Caution, There Be Spoilers Here.
Context
The newest movie is the third installment in Legendary’s MonsterVerse, starting with 2014’s Godzilla, and followed up by Kong: Skull Island. Let’s be clear, I love every one of these movies, but only one of them is anything in any possible way considered good, and it isn’t one of the two Godzilla movies.
Good
Cinematography and Sound Design
All of these movies have great cinematography and sound design. Like GREAT. The subtle reinventions of Godzilla’s roar, the use of the original theme songs in the audio cues when a particular monster comes on stage (and playing around with those cues, shifting them from major to minor and vice versa) REALLY works.
Kaiju Looking Like Kaiju
Yeah, the current American version of Godzilla gets fat-shamed a bit, but the design philosophy was that it should look like it could be a guy in a suit, and honestly, the current version is my favorite in terms of character design. A lot of the special effects from yesteryear look damn goofy, partially because of technology, but also because of how the movie-going audience has changed, taste-wise. But King Kong, Ghidorah, Mothra, Rodan, and Godzilla look pretty badass in the Legendary movies.
Great Actors
I will pretty much watch anything with Ken Watanabe and Zhang Ziyi in it, and add onto that a host of other great acting talent who work their damnedest with some pretty outlandish dialogue. However, that leads to the next point:
Bad
Writing — Especially the Humans
The only movie in the Legendary series that gets the writing right is King Kong: Skull Island. Setting the movie as a Heart of Darkness story proved to be an excellent decision. By comparison, the two Godzilla movies have barely-there characterization (although the 2014 movie does a fairly good job overall). I don’t really give a damn about the human characters in King of the Monsters. Dr. Ishirō Serizawa and Dr. Vivienne Graham (played by Ken Watanabe and Sally Hawkins) come in from the 2014 movie, but both are underutilized in both movies and Dr. Graham is killed off in the first act because she spent some time saving the boring as hell protagonist. (To be fair to Kyle Chandler, he does his best with the caricature he was given.) We get a bunch of new characters, but most are window dressing—named extras that mostly somehow don’t die when everyone else around them is getting smashed, incinerated, or otherwise dead. Some of the new characters, such as Zhang Ziyi’s two portrayals, could have been super cool, but are left unfinished.
Internal Logic
It’s a kaiju movie, it doesn’t have to make sense, and I’m totally with you there. However, it must make internal sense. In 2014, Godzilla fights the two MUTOs and kills them, destroying Honolulu and San Francisco in the process. Now, it turns out all he needed to do was establish dominance? There’s even a MUTO female at the end of the movie bowing down to him.

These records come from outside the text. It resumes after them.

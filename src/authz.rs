//! Ownership and role guards, evaluated before any state change runs.

use crate::error::{AppError, AppResult};
use crate::middleware::AuthenticatedUser;
use crate::models::{EventModel, ItemModel, ScheduleModel};

/// The finder of an item, or an admin, may edit it and arbitrate its claims.
pub fn ensure_item_manager(item: &ItemModel, caller: &AuthenticatedUser) -> AppResult<()> {
    if item.finder_id == caller.user_id || caller.is_admin() {
        Ok(())
    } else {
        Err(AppError::Forbidden("Not authorized".to_string()))
    }
}

/// Finders cannot claim their own listing.
pub fn ensure_not_finder(item: &ItemModel, caller: &AuthenticatedUser) -> AppResult<()> {
    if item.finder_id == caller.user_id {
        Err(AppError::Forbidden(
            "You cannot claim an item you posted".to_string(),
        ))
    } else {
        Ok(())
    }
}

/// Schedules are private to their owner; admins get no override here.
pub fn ensure_schedule_owner(schedule: &ScheduleModel, caller: &AuthenticatedUser) -> AppResult<()> {
    if schedule.user_id == caller.user_id {
        Ok(())
    } else {
        Err(AppError::Forbidden("Not your schedule".to_string()))
    }
}

pub fn ensure_admin(caller: &AuthenticatedUser) -> AppResult<()> {
    if caller.is_admin() {
        Ok(())
    } else {
        Err(AppError::Forbidden("Admin access required".to_string()))
    }
}

/// Faculty and admins may publish events.
pub fn ensure_can_organize_events(caller: &AuthenticatedUser) -> AppResult<()> {
    if caller.role.can_organize_events() {
        Ok(())
    } else {
        Err(AppError::Forbidden(
            "Only faculty or admins can create events".to_string(),
        ))
    }
}

/// The organizer of an event, or an admin, may edit or delete it.
pub fn ensure_event_organizer(event: &EventModel, caller: &AuthenticatedUser) -> AppResult<()> {
    if event.organizer_id == Some(caller.user_id) || caller.is_admin() {
        Ok(())
    } else {
        Err(AppError::Forbidden("Not authorized".to_string()))
    }
}
use std::fmt;
use std::str::FromStr;

use serde::{Deserialize, Serialize};
use sqlx::FromRow;

use crate::error::AppError;

/// Lifecycle of a lost-and-found listing.
#[derive(Debug, Clone, Copy, PartialEq, Eq, Serialize, Deserialize)]
#[serde(rename_all = "lowercase")]
pub enum ItemStatus {
    Active,
    Claimed,
}

impl ItemStatus {
    pub fn as_str(&self) -> &'static str {
        match self {
            ItemStatus::Active => "active",
            ItemStatus::Claimed => "claimed",
        }
    }
}

impl fmt::Display for ItemStatus {
    fn fmt(&self, f: &mut fmt::Formatter<'_>) -> fmt::Result {
        f.write_str(self.as_str())
    }
}

impl FromStr for ItemStatus {
    type Err = AppError;

    fn from_str(s: &str) -> Result<Self, Self::Err> {
        match s {
            "active" => Ok(ItemStatus::Active),
            "claimed" => Ok(ItemStatus::Claimed),
            other => Err(AppError::InvalidState(format!(
                "unknown item status '{}'",
                other
            ))),
        }
    }
}

impl TryFrom<String> for ItemStatus {
    type Error = AppError;

    fn try_from(value: String) -> Result<Self, Self::Error> {
        value.parse()
    }
}

#[derive(Debug, Clone, FromRow, Serialize, Deserialize)]
pub struct ItemModel {
    pub id: i64,
    pub title: String,
    pub description: Option<String>,
    pub image_url: Option<String>,
    pub category: Option<String>,
    pub location: Option<String>,
    #[sqlx(try_from = "String")]
    pub status: ItemStatus,
    pub finder_id: uuid::Uuid,
    pub claimant_id: Option<uuid::Uuid>,
    pub created_at: chrono::DateTime<chrono::Utc>,
    pub updated_at: chrono::DateTime<chrono::Utc>,
}

/// Fields supplied when a finder posts a new item.
#[derive(Debug, Clone, Default)]
pub struct NewItem {
    pub title: String,
    pub description: Option<String>,
    pub image_url: Option<String>,
    pub category: Option<String>,
    pub location: Option<String>,
}

/// Partial update; `None` leaves the column unchanged.
#[derive(Debug, Clone, Default)]
pub struct ItemChanges {
    pub title: Option<String>,
    pub description: Option<String>,
    pub image_url: Option<String>,
    pub category: Option<String>,
    pub location: Option<String>,
}

/// Filters accepted by the item listing.
#[derive(Debug, Clone, Default)]
pub struct ItemFilter {
    pub status: Option<ItemStatus>,
    pub category: Option<String>,
    pub query: Option<String>,
    pub limit: i64,
    pub offset: i64,
}
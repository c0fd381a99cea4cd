use sqlx::postgres::PgPoolOptions;
use sqlx::PgPool;
use std::time::Duration;

pub async fn create_pool(database_url: &str, max_connections: u32) -> Result<PgPool, sqlx::Error> {
    PgPoolOptions::new()
        .max_connections(max_connections)
        .acquire_timeout(Duration::from_secs(30))
        .connect(database_url)
        .await
}
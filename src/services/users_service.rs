use sqlx::PgPool;
use tonic::{Request, Response, Status};
use uuid::Uuid;

use super::{non_empty, page_limit, page_offset};
use crate::authz;
use crate::db::users;
use crate::error::{AppError, AppResult};
use crate::middleware::{authenticated_user, AuthenticatedUser};
use crate::models::{ProfileChanges, Role, UserFilter, UserProfile};
use crate::proto::common::Empty;
use crate::proto::users::users_service_server::UsersService;
use crate::proto::users::{
    ListUsersReq, ListUsersRes, Profile, ProfileRes, UpdateProfileReq, UpdateUserRoleReq,
};

pub struct UsersServiceImpl {
    pool: PgPool,
}

fn profile_changes(req: &UpdateProfileReq) -> ProfileChanges {
    ProfileChanges {
        name: non_empty(&req.name),
        roll_no: non_empty(&req.roll_no),
        department: non_empty(&req.department),
        section: non_empty(&req.section),
        hostel: non_empty(&req.hostel),
        phone: non_empty(&req.phone),
        avatar_url: non_empty(&req.avatar_url),
    }
}

fn user_filter(req: &ListUsersReq) -> AppResult<UserFilter> {
    let role = match non_empty(&req.role) {
        Some(r) => Some(r.parse::<Role>()?),
        None => None,
    };
    Ok(UserFilter {
        role,
        search: non_empty(&req.q),
        limit: page_limit(req.limit),
        offset: page_offset(req.offset),
    })
}

/// Validates a role change requested by `caller`. Only admins may change roles,
/// and an admin cannot drop their own admin role.
fn role_change(caller: &AuthenticatedUser, req: &UpdateUserRoleReq) -> AppResult<(Uuid, Role)> {
    authz::ensure_admin(caller)?;
    let target = Uuid::parse_str(req.user_id.trim())
        .map_err(|_| AppError::InvalidArgument("user_id must be a UUID".to_string()))?;
    let role: Role = req.role.trim().parse()?;
    if target == caller.user_id && role != Role::Admin {
        return Err(AppError::InvalidState(
            "Admins cannot remove their own admin role".to_string(),
        ));
    }
    Ok((target, role))
}

impl UsersServiceImpl {
    pub fn new(pool: PgPool) -> Self {
        Self { pool }
    }

    fn profile_to_proto(model: &UserProfile) -> Profile {
        Profile {
            id: model.id.to_string(),
            email: model.email.clone(),
            name: model.name.clone(),
            role: model.role.to_string(),
            roll_no: model.roll_no.clone().unwrap_or_default(),
            department: model.department.clone().unwrap_or_default(),
            section: model.section.clone().unwrap_or_default(),
            hostel: model.hostel.clone().unwrap_or_default(),
            phone: model.phone.clone().unwrap_or_default(),
            avatar_url: model.avatar_url.clone().unwrap_or_default(),
            created_at: model.created_at.to_rfc3339(),
        }
    }

    fn profile_res(model: &UserProfile) -> Response<ProfileRes> {
        Response::new(ProfileRes {
            profile: Some(Self::profile_to_proto(model)),
        })
    }

    async fn acquire(&self) -> Result<sqlx::pool::PoolConnection<sqlx::Postgres>, Status> {
        self.pool
            .acquire()
            .await
            .map_err(|e| Status::internal(format!("Database connection error: {}", e)))
    }
}

#[tonic::async_trait]
impl UsersService for UsersServiceImpl {
    async fn get_profile(&self, request: Request<Empty>) -> Result<Response<ProfileRes>, Status> {
        let auth_user = authenticated_user(&request)?;

        let mut conn = self.acquire().await?;
        let profile = users::get_profile(&mut conn, auth_user.user_id).await?;

        Ok(Self::profile_res(&profile))
    }

    async fn update_profile(
        &self,
        request: Request<UpdateProfileReq>,
    ) -> Result<Response<ProfileRes>, Status> {
        let auth_user = authenticated_user(&request)?;
        let changes = profile_changes(request.get_ref());

        let mut conn = self.acquire().await?;
        let profile = users::update_profile(&mut conn, auth_user.user_id, &changes).await?;

        Ok(Self::profile_res(&profile))
    }

    async fn list_users(
        &self,
        request: Request<ListUsersReq>,
    ) -> Result<Response<ListUsersRes>, Status> {
        let auth_user = authenticated_user(&request)?;
        authz::ensure_admin(&auth_user)?;
        let filter = user_filter(request.get_ref())?;

        let mut conn = self.acquire().await?;
        let (models, total) = users::list_users(&mut conn, &filter).await?;

        Ok(Response::new(ListUsersRes {
            total,
            users: models.iter().map(Self::profile_to_proto).collect(),
        }))
    }

    async fn update_user_role(
        &self,
        request: Request<UpdateUserRoleReq>,
    ) -> Result<Response<ProfileRes>, Status> {
        let auth_user = authenticated_user(&request)?;
        let (target, role) = role_change(&auth_user, request.get_ref())?;

        let mut conn = self.acquire().await?;
        let profile = users::set_role(&mut conn, target, role).await?;

        tracing::info!(
            "User {} set role of {} to {}",
            auth_user.user_id,
            target,
            role
        );
        Ok(Self::profile_res(&profile))
    }
}
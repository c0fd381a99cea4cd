use thiserror::Error;
use tonic::Status;

/// SQLSTATE codes the transaction wrapper treats as retryable.
const SERIALIZATION_FAILURE: &str = "40001";
const DEADLOCK_DETECTED: &str = "40P01";
const UNIQUE_VIOLATION: &str = "23505";

#[derive(Error, Debug)]
pub enum AppError {
    #[error("Database error: {0}")]
    Database(#[from] sqlx::Error),

    #[error("Not found: {0}")]
    NotFound(String),

    #[error("Forbidden: {0}")]
    Forbidden(String),

    #[error("Invalid state: {0}")]
    InvalidState(String),

    #[error("Already exists: {0}")]
    AlreadyExists(String),

    #[error("Invalid argument: {0}")]
    InvalidArgument(String),

    #[error("Authentication required: {0}")]
    Unauthenticated(String),

    #[error("Transient failure: {0}")]
    Transient(String),

    #[error("Internal error: {0}")]
    Internal(String),
}

impl AppError {
    /// True for conflicts that a fresh transaction attempt may resolve.
    pub fn is_retryable(&self) -> bool {
        match self {
            AppError::Database(e) => {
                matches!(sql_state(e).as_deref(), Some(SERIALIZATION_FAILURE | DEADLOCK_DETECTED))
            }
            _ => false,
        }
    }

    /// Maps a unique-constraint violation to `AlreadyExists`, leaving other errors untouched.
    pub fn on_unique_violation(err: sqlx::Error, what: &str) -> Self {
        if sql_state(&err).as_deref() == Some(UNIQUE_VIOLATION) {
            AppError::AlreadyExists(what.to_string())
        } else {
            AppError::Database(err)
        }
    }
}

fn sql_state(err: &sqlx::Error) -> Option<String> {
    match err {
        sqlx::Error::Database(db) => db.code().map(|c| c.into_owned()),
        _ => None,
    }
}

impl From<AppError> for Status {
    fn from(err: AppError) -> Self {
        match err {
            AppError::Database(e) => {
                tracing::error!("Database error: {}", e);
                Status::internal(format!("Database error: {}", e))
            }
            AppError::NotFound(msg) => Status::not_found(msg),
            AppError::Forbidden(msg) => Status::permission_denied(msg),
            AppError::InvalidState(msg) => Status::failed_precondition(msg),
            AppError::AlreadyExists(msg) => Status::already_exists(msg),
            AppError::InvalidArgument(msg) => Status::invalid_argument(msg),
            AppError::Unauthenticated(msg) => Status::unauthenticated(msg),
            AppError::Transient(msg) => Status::unavailable(msg),
            AppError::Internal(msg) => Status::internal(msg),
        }
    }
}

pub type AppResult<T> = Result<T, AppError>;
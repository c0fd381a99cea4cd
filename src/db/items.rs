use sqlx::PgConnection;
use uuid::Uuid;

use crate::error::{AppError, AppResult};
use crate::models::{ItemChanges, ItemFilter, ItemModel, ItemStatus, NewItem};

const ITEM_COLUMNS: &str = "id, title, description, image_url, category, location, status, \
     finder_id, claimant_id, created_at, updated_at";

pub async fn insert_item(
    conn: &mut PgConnection,
    finder_id: Uuid,
    item: &NewItem,
) -> AppResult<ItemModel> {
    let sql = format!(
        "INSERT INTO items (title, description, image_url, category, location, status, finder_id) \
         VALUES ($1, $2, $3, $4, $5, 'active', $6) RETURNING {}",
        ITEM_COLUMNS
    );
    let model = sqlx::query_as::<_, ItemModel>(&sql)
        .bind(&item.title)
        .bind(item.description.as_deref())
        .bind(item.image_url.as_deref())
        .bind(item.category.as_deref())
        .bind(item.location.as_deref())
        .bind(finder_id)
        .fetch_one(conn)
        .await?;
    Ok(model)
}

pub async fn get_item(conn: &mut PgConnection, id: i64) -> AppResult<ItemModel> {
    let sql = format!("SELECT {} FROM items WHERE id = $1", ITEM_COLUMNS);
    sqlx::query_as::<_, ItemModel>(&sql)
        .bind(id)
        .fetch_optional(conn)
        .await?
        .ok_or_else(|| AppError::NotFound("Item not found".to_string()))
}

/// Like [`get_item`], holding a row lock until the surrounding transaction ends.
pub async fn lock_item(conn: &mut PgConnection, id: i64) -> AppResult<ItemModel> {
    let sql = format!("SELECT {} FROM items WHERE id = $1 FOR UPDATE", ITEM_COLUMNS);
    sqlx::query_as::<_, ItemModel>(&sql)
        .bind(id)
        .fetch_optional(conn)
        .await?
        .ok_or_else(|| AppError::NotFound("Item not found".to_string()))
}

pub async fn list_items(conn: &mut PgConnection, filter: &ItemFilter) -> AppResult<Vec<ItemModel>> {
    // Build dynamic WHERE clause
    let mut conditions = Vec::new();
    let mut param_idx = 1u32;

    if filter.status.is_some() {
        conditions.push(format!("status = ${}", param_idx));
        param_idx += 1;
    }
    if filter.category.is_some() {
        conditions.push(format!("category = ${}", param_idx));
        param_idx += 1;
    }
    if filter.query.is_some() {
        conditions.push(format!(
            "(title ILIKE ${0} OR description ILIKE ${0})",
            param_idx
        ));
        param_idx += 1;
    }

    let where_clause = if conditions.is_empty() {
        String::new()
    } else {
        format!("WHERE {}", conditions.join(" AND "))
    };

    let sql = format!(
        "SELECT {} FROM items {} ORDER BY created_at DESC, id DESC LIMIT ${} OFFSET ${}",
        ITEM_COLUMNS,
        where_clause,
        param_idx,
        param_idx + 1
    );

    let mut query = sqlx::query_as::<_, ItemModel>(&sql);
    if let Some(status) = filter.status {
        query = query.bind(status.as_str());
    }
    if let Some(ref category) = filter.category {
        query = query.bind(category);
    }
    if let Some(ref q) = filter.query {
        query = query.bind(format!("%{}%", q));
    }

    let items = query
        .bind(filter.limit)
        .bind(filter.offset)
        .fetch_all(conn)
        .await?;
    Ok(items)
}

pub async fn update_item_details(
    conn: &mut PgConnection,
    id: i64,
    changes: &ItemChanges,
) -> AppResult<ItemModel> {
    let sql = format!(
        "UPDATE items SET title = COALESCE($1, title), description = COALESCE($2, description), \
         image_url = COALESCE($3, image_url), category = COALESCE($4, category), \
         location = COALESCE($5, location), updated_at = NOW() \
         WHERE id = $6 RETURNING {}",
        ITEM_COLUMNS
    );
    sqlx::query_as::<_, ItemModel>(&sql)
        .bind(changes.title.as_deref())
        .bind(changes.description.as_deref())
        .bind(changes.image_url.as_deref())
        .bind(changes.category.as_deref())
        .bind(changes.location.as_deref())
        .bind(id)
        .fetch_optional(conn)
        .await?
        .ok_or_else(|| AppError::NotFound("Item not found".to_string()))
}

/// Writes the arbitration-owned columns of an item.
pub async fn set_claim_state(
    conn: &mut PgConnection,
    id: i64,
    status: ItemStatus,
    claimant_id: Option<Uuid>,
) -> AppResult<ItemModel> {
    let sql = format!(
        "UPDATE items SET status = $1, claimant_id = $2, updated_at = NOW() \
         WHERE id = $3 RETURNING {}",
        ITEM_COLUMNS
    );
    sqlx::query_as::<_, ItemModel>(&sql)
        .bind(status.as_str())
        .bind(claimant_id)
        .bind(id)
        .fetch_optional(conn)
        .await?
        .ok_or_else(|| AppError::NotFound("Item not found".to_string()))
}

pub async fn delete_item(conn: &mut PgConnection, id: i64) -> AppResult<()> {
    let rows_affected = sqlx::query("DELETE FROM items WHERE id = $1")
        .bind(id)
        .execute(conn)
        .await?
        .rows_affected();

    if rows_affected == 0 {
        return Err(AppError::NotFound("Item not found".to_string()));
    }
    Ok(())
}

King of the Monsters had another issue that was a big annoyance for me in the 2014 movie. In both movies, we are given a specific timeline for the detonation of a nuclear device (an actual bomb designed to lure the kaiju away from San Francisco in the first movie, and Godzilla himself in the second). We receive the timeline, and then we ignore all of the timeline. They say that Godzilla is generating so much nuclear energy he will explode like a bomb in 12 minutes. THEN, they go into the heart of the fight zone to get MilqueToast’s kid and the tech gizmo that is responsible for all of this bullshit, called the Orca, because whales don’t have it rough enough as it is. I’m sorry, 12 minutes is barely enough time to get everyone out of the blast zone, let alone go in, search around, get stepped on a bunch, run away, search some more, get more stepping, and then wait for evac.
Dr. Ishirō Serizawa died for these people? SIGH.
Verdict
I had fun. But let’s be honest, the genre has become mainstream, and we should be doing better. There is zero reason we can’t have a good script and good giant monster fights. Kong: Skull Island showed that we can, although that movie is not perfect: see the stupid, but cool samurai gas mask scene, or the horrible cruelty of Steve Woodward’s death vis a vis razor-beaked pteradons (which was also done in Jurassic World with similar distastefulness).